(by Matilde Anghinoni) To think that as a child Sara Simeoni wanted to be a ballerina, twirling on her toes in Verona’s beloved Arena. But her legs were too long for a jété. An apparent flaw that became the winning weapon to jump to the top of the world even setting the Italian record. In the medals table, Sara, who is also celebrating her 70th birthday today, is still considered the greatest Italian athlete of all time, who has changed three styles of high jump: scissor, vault and fosbur. She is still the one who took the Italian record of 1.71 metres and raised it to 2.01, even when some technicians advised her to stop three centimetres earlier.

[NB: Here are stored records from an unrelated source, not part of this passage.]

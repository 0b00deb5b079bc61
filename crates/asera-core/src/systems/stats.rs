//! Clock, History and Aggregate Statistics
//!
//! The clock advance opens the tick; phases 8 and 9 close it by appending
//! each agent's fixed-schema record and the population aggregates for the
//! completed tick.

use bevy_ecs::prelude::*;
use serde::{Deserialize, Serialize};
use tracing::debug;

use crate::components::{Cascade, Competence, History, RewardState, Standing, TickRecord, Wealth};
use crate::metrics;

/// Resource: monotonically increasing tick counter.
#[derive(Resource, Debug, Clone, Copy, Default, Serialize, Deserialize)]
pub struct SimClock {
    pub tick: u64,
}

/// One aggregate data point per completed tick.
#[derive(Debug, Clone, PartialEq, Serialize, Deserialize)]
pub struct SeriesPoint {
    pub tick: u64,
    pub mean_wealth: f64,
    pub gini: f64,
    pub mean_competence: f64,
}

/// Resource: aggregate time series over the run.
#[derive(Resource, Debug, Clone, Default, PartialEq, Serialize, Deserialize)]
pub struct TimeSeries {
    pub points: Vec<SeriesPoint>,
}

impl TimeSeries {
    pub fn len(&self) -> usize {
        self.points.len()
    }

    pub fn is_empty(&self) -> bool {
        self.points.is_empty()
    }

    pub fn latest(&self) -> Option<&SeriesPoint> {
        self.points.last()
    }
}

/// First chained system of the tick.
pub fn advance_clock(mut clock: ResMut<SimClock>) {
    clock.tick += 1;
}

/// Phase 8: append the tick's record to every agent's history.
pub fn record_history(
    clock: Res<SimClock>,
    mut query: Query<(
        &Wealth,
        &Standing,
        &Cascade,
        &Competence,
        &RewardState,
        &mut History,
    )>,
) {
    for (wealth, standing, cascade, competence, reward, mut history) in &mut query {
        history.push(TickRecord {
            tick: clock.tick,
            wealth: wealth.current,
            tax_paid: wealth.last_tax_paid,
            influence: standing.influence,
            status: standing.status,
            share_factor: standing.share_factor,
            responsibility: cascade.responsibility,
            self_esteem: cascade.self_esteem,
            willpower: cascade.willpower,
            ambition: cascade.ambition,
            competence: competence.value,
            inspiration: cascade.inspiration,
            action_level: cascade.action_level,
            alpha: reward.alpha,
            beta: reward.beta,
            gamma: reward.gamma,
            performance: reward.performance,
        });
    }
}

/// Phase 9: mean wealth, Gini coefficient and mean competence for the tick.
pub fn collect_aggregates(
    clock: Res<SimClock>,
    mut series: ResMut<TimeSeries>,
    query: Query<(&Wealth, &Competence)>,
) {
    let n = query.iter().count();
    if n == 0 {
        return;
    }
    let wealths: Vec<f64> = query.iter().map(|(wealth, _)| wealth.current).collect();
    let mean_wealth = wealths.iter().sum::<f64>() / n as f64;
    let mean_competence = query
        .iter()
        .map(|(_, competence)| competence.value)
        .sum::<f64>()
        / n as f64;
    let gini = metrics::gini(&wealths);

    debug!(
        tick = clock.tick,
        mean_wealth, gini, mean_competence, "tick aggregates"
    );

    series.points.push(SeriesPoint {
        tick: clock.tick,
        mean_wealth,
        gini,
        mean_competence,
    });
}
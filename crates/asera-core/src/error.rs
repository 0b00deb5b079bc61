//! Engine Errors
//!
//! Fatal configuration errors and persistence failures. Degenerate arithmetic
//! (zero denominators, empty pools, missing neighbors) is recovered locally in
//! the systems that encounter it and never surfaces here.

use thiserror::Error;

/// Errors surfaced by the simulation engine.
#[derive(Debug, Error)]
pub enum SimError {
    /// The engine cannot produce a tick without agents.
    #[error("population is empty; the simulation cannot run")]
    EmptyPopulation,

    /// A policy name not in the known set was requested.
    #[error("unknown tax policy '{0}'")]
    UnknownPolicy(String),

    /// A parameter name not in the tunable set was requested.
    #[error("unknown parameter '{0}'")]
    UnknownParameter(String),

    /// A snapshot was written by an incompatible format version.
    #[error("unsupported snapshot version {found} (this build reads version {expected})")]
    SnapshotVersion { found: u32, expected: u32 },

    /// Reading or writing a snapshot or parameters file failed.
    #[error("io error: {0}")]
    Io(#[from] std::io::Error),

    /// A snapshot could not be parsed.
    #[error("malformed snapshot: {0}")]
    MalformedSnapshot(#[from] serde_json::Error),

    /// A parameters file could not be parsed.
    #[error("malformed parameters file: {0}")]
    MalformedParams(#[from] toml::de::Error),
}
//! Population Setup
//!
//! Spawns the initial population with randomized endowments and seeds each
//! agent's pre-normalization standing from the absolute influence and status
//! curves, so tick 1's tax extrema and status delta are well-defined before
//! the first normalization pass has run.

use bevy_ecs::prelude::*;
use rand::rngs::SmallRng;
use rand::Rng;
use tracing::info;

use crate::components::{AgentId, Cascade, Competence, History, RewardState, Standing, Wealth};
use crate::metrics;
use crate::params::Params;

/// Draw one endowment per agent, uniform over the configured range.
pub fn draw_endowments(params: &Params, rng: &mut SmallRng) -> Vec<f64> {
    let low = params.initial_wealth_min.min(params.initial_wealth_max);
    let high = params.initial_wealth_min.max(params.initial_wealth_max);
    (0..params.num_agents)
        .map(|_| rng.gen_range(low..=high))
        .collect()
}

/// Spawn one agent per endowment, ids in spawn order.
pub fn spawn_population(world: &mut World, params: &Params, endowments: &[f64]) {
    for (id, &endowment) in endowments.iter().enumerate() {
        let influence = metrics::influence(params, endowment);
        let status = metrics::status(params, influence);
        world.spawn((
            AgentId(id as u32),
            Wealth::new(endowment),
            Standing::seeded(influence, status),
            Cascade::default(),
            Competence::new(params.kappa_initial),
            RewardState::default(),
            History::default(),
        ));
    }
    info!(agents = endowments.len(), "population spawned");
}
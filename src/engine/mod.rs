//! The ratio/pull engine.
//!
//! Responsibilities:
//!
//! - single and efficiency-corrected ratios (`ratio`)
//! - ratio-of-ratios for systematic cancellation (`ratio::double_ratio`)
//! - tension against reference values (`pull`)
//! - orchestration over a declared comparison plan (`comparator`)
//!
//! Every function here is a pure function of its inputs: no I/O, no shared
//! state, nothing mutated after construction.

pub mod comparator;
pub mod pull;
pub mod ratio;

pub use comparator::*;
pub use pull::*;
pub use ratio::*;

Sara Simeoni, from Rivoli Veronese (little Municipality of Verona), has been a finalist in four Olympic Games and has been on the podium three times. But her greatest race remains the final of the 1978 European Championships in Prague, which ended with a world record, in the middle of the night, on a wet track, one of the greatest feats in the history of sport. The crowning glory came with the Olympic Games in 1980. It was the time of the great Olympic myth, when the World Championships did not yet exist and the European Championships were held every four years. On air from Moscow, Sara Simeoni kept millions of Italians glued to their televisions by winning gold in her home town of Verona, where she still lives today. In 2014, on the occasion of the centenary of CONI (the Italian National Olympic Committee), she was named “Centenary Athlete”, along with skiing champion Alberto Tomba.

Sara Simeoni today

Beyond the medals, it is worth remembering that Sara competed in a world where women in T-shirts and shorts were regarded with suspicion, so much so that the federation sent athletes to sleep with nuns. This is one of the many anecdotes in the book ‘Una vita in alto’, written with Marco Franzelli and published by RaiLibri. The queen of athletics counts this among her merits, having brought to the fore a discipline that had been in the shadows, or at least not ready or open to female success.

Best wishes from us to the most successful female athlete in history. “The ‘sports revolutionary’ ” – as the sports historian Sergio Giuntini called her – who left Verona to conquer the world.